421 Nathalie Maillard, La vulnérabilité. Une nouvelle catégorie morale ?, Genève, Labor et Fides, coll. « Le champ éthique », 2011, p. 19.

422 Les travaux du psychiatre Paul Appelbaum par exemple tendent à montrer que jusqu’à un certain stade, une personne atteinte d’une maladie neurodégénérative peut rester capable de prendre une décision et/ou de donner un consentement éclairé.
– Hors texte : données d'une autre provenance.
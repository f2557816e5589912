//! Solidity ABI type model

use std::fmt;

use super::error::{AbiError, AbiResult};

/// Size of one ABI word in bytes.
pub const WORD: usize = 32;

/// Deepest array/tuple nesting accepted from an ABI.
pub const MAX_TYPE_DEPTH: usize = 16;

/// A Solidity parameter type as understood by the codec.
#[derive(Debug, Clone, PartialEq, Eq)]
pub enum AbiType {
    /// 20-byte account address
    Address,
    /// Boolean
    Bool,
    /// Unsigned integer with bit width (8, 16, ..., 256)
    Uint(usize),
    /// Signed integer with bit width (8, 16, ..., 256)
    Int(usize),
    /// Fixed-size byte array (1..=32)
    FixedBytes(usize),
    /// Dynamic bytes
    Bytes,
    /// UTF-8 string
    String,
    /// Dynamic array `T[]`
    Array(Box<AbiType>),
    /// Fixed-size array `T[k]`
    FixedArray(Box<AbiType>, usize),
    /// Tuple of component types
    Tuple(Vec<AbiType>),
}

impl AbiType {
    /// Parse a type string such as `uint256`, `bytes32[]` or `tuple[2]`.
    ///
    /// `components` supplies the member types when the base type is `tuple`.
    pub fn parse(ty: &str, components: Option<Vec<AbiType>>) -> AbiResult<Self> {
        let ty = ty.trim();

        if ty.matches('[').count() > MAX_TYPE_DEPTH {
            return Err(AbiError::UnsupportedType(ty.to_string()));
        }

        if let Some(open) = ty.strip_suffix(']').and_then(|rest| rest.rfind('[')) {
            let inner = Self::parse(&ty[..open], components)?;
            let dim = &ty[open + 1..ty.len() - 1];
            if dim.is_empty() {
                return Ok(AbiType::Array(Box::new(inner)));
            }
            let size: usize = dim
                .parse()
                .map_err(|_| AbiError::UnsupportedType(ty.to_string()))?;
            let array = AbiType::FixedArray(Box::new(inner), size);
            // The static head of the array must be addressable
            if size == 0 || array.checked_head_size().is_none() {
                return Err(AbiError::UnsupportedType(ty.to_string()));
            }
            return Ok(array);
        }

        match ty {
            "address" => return Ok(AbiType::Address),
            "bool" => return Ok(AbiType::Bool),
            "string" => return Ok(AbiType::String),
            "bytes" => return Ok(AbiType::Bytes),
            "tuple" => {
                let tuple = components
                    .map(AbiType::Tuple)
                    .ok_or_else(|| AbiError::MalformedAbi("tuple type without components".into()))?;
                if tuple.depth() > MAX_TYPE_DEPTH || tuple.checked_head_size().is_none() {
                    return Err(AbiError::UnsupportedType(tuple.to_string()));
                }
                return Ok(tuple);
            }
            _ => {}
        }

        if let Some(rest) = ty.strip_prefix("uint") {
            return parse_int_width(rest, ty).map(AbiType::Uint);
        }
        if let Some(rest) = ty.strip_prefix("int") {
            return parse_int_width(rest, ty).map(AbiType::Int);
        }
        if let Some(rest) = ty.strip_prefix("bytes") {
            return match rest.parse::<usize>() {
                Ok(size) if (1..=32).contains(&size) => Ok(AbiType::FixedBytes(size)),
                _ => Err(AbiError::UnsupportedType(ty.to_string())),
            };
        }

        Err(AbiError::UnsupportedType(ty.to_string()))
    }

    /// Dynamic types are stored out of line and referenced by an offset word.
    pub fn is_dynamic(&self) -> bool {
        match self {
            AbiType::Bytes | AbiType::String | AbiType::Array(_) => true,
            AbiType::FixedArray(inner, _) => inner.is_dynamic(),
            AbiType::Tuple(members) => members.iter().any(AbiType::is_dynamic),
            _ => false,
        }
    }

    /// Number of bytes this type occupies in the head of an encoding.
    ///
    /// Saturates at `usize::MAX` for types whose head is not addressable;
    /// [`AbiType::parse`] never produces those.
    pub fn head_size(&self) -> usize {
        self.checked_head_size().unwrap_or(usize::MAX)
    }

    fn checked_head_size(&self) -> Option<usize> {
        match self {
            AbiType::FixedArray(inner, size) if !inner.is_dynamic() => {
                inner.checked_head_size()?.checked_mul(*size)
            }
            AbiType::Tuple(members) if !self.is_dynamic() => members
                .iter()
                .try_fold(0usize, |total, member| total.checked_add(member.checked_head_size()?)),
            _ => Some(WORD),
        }
    }

    /// Array and tuple nesting level, 0 for elementary types.
    pub fn depth(&self) -> usize {
        match self {
            AbiType::Array(inner) | AbiType::FixedArray(inner, _) => inner.depth() + 1,
            AbiType::Tuple(members) => members.iter().map(AbiType::depth).max().unwrap_or(0) + 1,
            _ => 0,
        }
    }
}

fn parse_int_width(rest: &str, ty: &str) -> AbiResult<usize> {
    if rest.is_empty() {
        return Ok(256);
    }
    match rest.parse::<usize>() {
        Ok(bits) if bits > 0 && bits <= 256 && bits % 8 == 0 => Ok(bits),
        _ => Err(AbiError::UnsupportedType(ty.to_string())),
    }
}

/// Renders the canonical form used in function signatures.
impl fmt::Display for AbiType {
    fn fmt(&self, f: &mut fmt::Formatter<'_>) -> fmt::Result {
        match self {
            AbiType::Address => f.write_str("address"),
            AbiType::Bool => f.write_str("bool"),
            AbiType::Uint(bits) => write!(f, "uint{bits}"),
            AbiType::Int(bits) => write!(f, "int{bits}"),
            AbiType::FixedBytes(size) => write!(f, "bytes{size}"),
            AbiType::Bytes => f.write_str("bytes"),
            AbiType::String => f.write_str("string"),
            AbiType::Array(inner) => write!(f, "{inner}[]"),
            AbiType::FixedArray(inner, size) => write!(f, "{inner}[{size}]"),
            AbiType::Tuple(members) => {
                f.write_str("(")?;
                for (i, member) in members.iter().enumerate() {
                    if i > 0 {
                        f.write_str(",")?;
                    }
                    write!(f, "{member}")?;
                }
                f.write_str(")")
            }
        }
    }
}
La prise en charge des patients atteints de la maladie d’Alzheimer appelle à repenser la notion d’autonomie mais également la façon dont on intègre l’autonomie des personnes dans la relation de soin et dont on articule les différents sens de l’autonomie. Tout comme ils contribuent à faire évoluer nos conceptions, ici de l’autonomie, les cas-limites et les mises à l’épreuve qu’ils occasionnent – engendrant bien souvent des situations de crises - éclairent en retour les pratiques quotidiennes et les façonnent. La prise en charge des patients atteints de la maladie d’Alzheimer ou de maladies apparentées à l’occasion notamment de pathologies intercurrentes, cristallise un certain nombre de difficultés liées à l’autonomie, à la décision médicale et à la relation de soin et joue bien souvent comme une mise à l’épreuve de l’approche globale telle qu’elle est promue en médecine interne424.

Ainsi, il semble difficile aujourd’hui, du fait de l’évolution du droit et des pratiques, de la place de l’éthique médicale, d’aborder la décision médicale en faisant l’économie d’une réflexion sur l’autonomie de la volonté des personnes malades. Il ne s’agit pas ici de le faire, ni de remettre en question le principe de respect de l’autonomie des personnes malades, mais, partant d’une pratique médicale dans laquelle les considérations relatives à la santé et à l’autonomie sont constamment entremêlées, enchevêtrées, d’interroger ces configurations et la façon dont elles entrent en jeu dans les décisions. En médecine interne comme dans d’autres spécialités, la notion d’autonomie joue désormais un rôle majeur dans les situations de décision médicale. Mais si les médecins et les soignants y font référence de manière récurrente, les usages in situ de la notion sont peu conceptualisés et parfois peu différenciés. Différents sens de l’autonomie sont entremêlés qui sont parfois contradictoires et révèlent selon nous des tensions inhérentes aux situations de soin, notamment dans la perspective d’une spécialité médicale – la médecine interne – qui promeut une approche globale de la personne malade.